- Collected data entries -
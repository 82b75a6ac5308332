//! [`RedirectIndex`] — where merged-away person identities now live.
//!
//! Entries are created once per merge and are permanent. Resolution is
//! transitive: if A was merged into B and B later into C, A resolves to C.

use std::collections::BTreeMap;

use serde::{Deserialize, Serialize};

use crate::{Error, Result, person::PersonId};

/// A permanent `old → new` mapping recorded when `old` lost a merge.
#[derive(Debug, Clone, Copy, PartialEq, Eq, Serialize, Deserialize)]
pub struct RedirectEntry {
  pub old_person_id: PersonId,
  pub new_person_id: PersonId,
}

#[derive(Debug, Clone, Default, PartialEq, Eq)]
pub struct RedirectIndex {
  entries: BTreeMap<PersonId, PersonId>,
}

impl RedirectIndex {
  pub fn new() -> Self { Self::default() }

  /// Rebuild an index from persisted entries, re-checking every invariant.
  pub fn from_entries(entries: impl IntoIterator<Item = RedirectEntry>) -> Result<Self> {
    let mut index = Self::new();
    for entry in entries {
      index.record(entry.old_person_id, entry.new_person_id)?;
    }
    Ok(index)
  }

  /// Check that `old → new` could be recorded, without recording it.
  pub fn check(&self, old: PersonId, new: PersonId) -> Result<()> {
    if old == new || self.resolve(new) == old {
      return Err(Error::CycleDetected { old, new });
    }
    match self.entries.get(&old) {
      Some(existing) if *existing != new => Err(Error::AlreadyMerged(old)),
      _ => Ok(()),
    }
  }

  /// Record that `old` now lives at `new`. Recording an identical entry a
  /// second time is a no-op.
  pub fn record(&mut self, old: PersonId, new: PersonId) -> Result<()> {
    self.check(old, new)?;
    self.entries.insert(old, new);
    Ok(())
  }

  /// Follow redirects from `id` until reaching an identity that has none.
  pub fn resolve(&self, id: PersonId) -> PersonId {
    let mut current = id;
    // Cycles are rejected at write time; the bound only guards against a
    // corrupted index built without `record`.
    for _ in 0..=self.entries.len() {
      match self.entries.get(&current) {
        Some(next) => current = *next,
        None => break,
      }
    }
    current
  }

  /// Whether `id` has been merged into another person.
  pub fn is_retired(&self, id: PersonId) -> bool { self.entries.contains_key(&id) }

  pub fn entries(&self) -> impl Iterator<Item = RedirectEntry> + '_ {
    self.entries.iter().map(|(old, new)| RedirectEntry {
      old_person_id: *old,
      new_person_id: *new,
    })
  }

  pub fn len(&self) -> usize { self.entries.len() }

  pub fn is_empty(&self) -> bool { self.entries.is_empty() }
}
--
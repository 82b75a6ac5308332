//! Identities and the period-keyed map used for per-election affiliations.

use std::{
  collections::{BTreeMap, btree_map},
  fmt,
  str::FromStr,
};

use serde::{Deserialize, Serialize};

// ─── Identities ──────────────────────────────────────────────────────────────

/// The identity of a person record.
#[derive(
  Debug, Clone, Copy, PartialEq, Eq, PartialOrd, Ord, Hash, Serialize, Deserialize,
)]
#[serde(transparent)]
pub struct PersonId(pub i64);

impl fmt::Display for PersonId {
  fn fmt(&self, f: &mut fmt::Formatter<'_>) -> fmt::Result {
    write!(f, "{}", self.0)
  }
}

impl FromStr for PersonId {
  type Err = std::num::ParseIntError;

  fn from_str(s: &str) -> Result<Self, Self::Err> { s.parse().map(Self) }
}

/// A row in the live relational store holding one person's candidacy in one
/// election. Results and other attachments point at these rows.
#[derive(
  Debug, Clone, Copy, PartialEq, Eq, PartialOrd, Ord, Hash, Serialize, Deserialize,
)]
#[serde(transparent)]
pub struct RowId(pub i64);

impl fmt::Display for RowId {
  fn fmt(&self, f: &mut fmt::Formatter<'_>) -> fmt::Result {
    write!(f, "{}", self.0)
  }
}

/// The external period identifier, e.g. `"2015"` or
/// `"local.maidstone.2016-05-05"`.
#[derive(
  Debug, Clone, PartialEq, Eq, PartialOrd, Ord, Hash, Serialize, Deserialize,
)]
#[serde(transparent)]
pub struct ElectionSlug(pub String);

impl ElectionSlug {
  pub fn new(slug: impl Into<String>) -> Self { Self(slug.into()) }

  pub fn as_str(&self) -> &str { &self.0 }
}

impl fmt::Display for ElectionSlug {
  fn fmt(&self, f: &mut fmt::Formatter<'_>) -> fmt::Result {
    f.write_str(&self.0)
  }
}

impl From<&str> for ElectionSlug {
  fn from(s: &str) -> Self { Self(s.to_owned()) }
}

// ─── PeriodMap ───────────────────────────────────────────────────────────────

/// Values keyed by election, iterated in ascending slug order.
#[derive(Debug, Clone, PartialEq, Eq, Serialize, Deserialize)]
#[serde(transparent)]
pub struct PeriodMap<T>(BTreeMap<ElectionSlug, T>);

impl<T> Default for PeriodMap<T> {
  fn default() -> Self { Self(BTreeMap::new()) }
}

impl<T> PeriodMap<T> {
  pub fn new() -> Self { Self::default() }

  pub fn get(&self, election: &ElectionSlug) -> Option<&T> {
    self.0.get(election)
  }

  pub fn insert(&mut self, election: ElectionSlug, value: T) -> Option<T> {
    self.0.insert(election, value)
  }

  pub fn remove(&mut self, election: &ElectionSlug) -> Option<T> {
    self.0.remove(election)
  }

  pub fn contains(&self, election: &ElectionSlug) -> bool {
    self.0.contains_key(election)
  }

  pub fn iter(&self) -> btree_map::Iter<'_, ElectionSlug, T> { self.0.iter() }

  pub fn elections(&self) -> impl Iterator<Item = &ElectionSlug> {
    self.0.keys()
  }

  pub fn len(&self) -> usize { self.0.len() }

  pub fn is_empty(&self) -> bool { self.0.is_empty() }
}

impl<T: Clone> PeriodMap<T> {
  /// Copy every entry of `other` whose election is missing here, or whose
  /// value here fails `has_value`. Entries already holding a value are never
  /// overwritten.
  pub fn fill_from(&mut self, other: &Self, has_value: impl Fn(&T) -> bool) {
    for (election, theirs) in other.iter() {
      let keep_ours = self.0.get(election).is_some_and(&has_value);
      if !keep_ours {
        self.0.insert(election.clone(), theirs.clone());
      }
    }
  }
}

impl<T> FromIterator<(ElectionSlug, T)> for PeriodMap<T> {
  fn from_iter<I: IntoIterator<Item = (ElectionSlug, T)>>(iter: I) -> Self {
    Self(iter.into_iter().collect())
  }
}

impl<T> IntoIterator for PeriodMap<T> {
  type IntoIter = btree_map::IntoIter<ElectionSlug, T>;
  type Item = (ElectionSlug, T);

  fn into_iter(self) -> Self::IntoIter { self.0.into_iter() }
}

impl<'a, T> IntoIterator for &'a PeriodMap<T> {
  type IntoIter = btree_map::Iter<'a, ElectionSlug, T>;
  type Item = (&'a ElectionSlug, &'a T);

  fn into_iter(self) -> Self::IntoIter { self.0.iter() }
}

- Your objective -
Using only the entries above, output the line with "self.entries.insert(old, new);", the line with "for _ in 0..=self.entries.len()", and all lines between them, exactly as they stand.

- Task solution -
    self.entries.insert(old, new);
    Ok(())
  }

  /// Follow redirects from `id` until reaching an identity that has none.
  pub fn resolve(&self, id: PersonId) -> PersonId {
    let mut current = id;
    // Cycles are rejected at write time; the bound only guards against a
    // corrupted index built without `record`.
    for _ in 0..=self.entries.len() {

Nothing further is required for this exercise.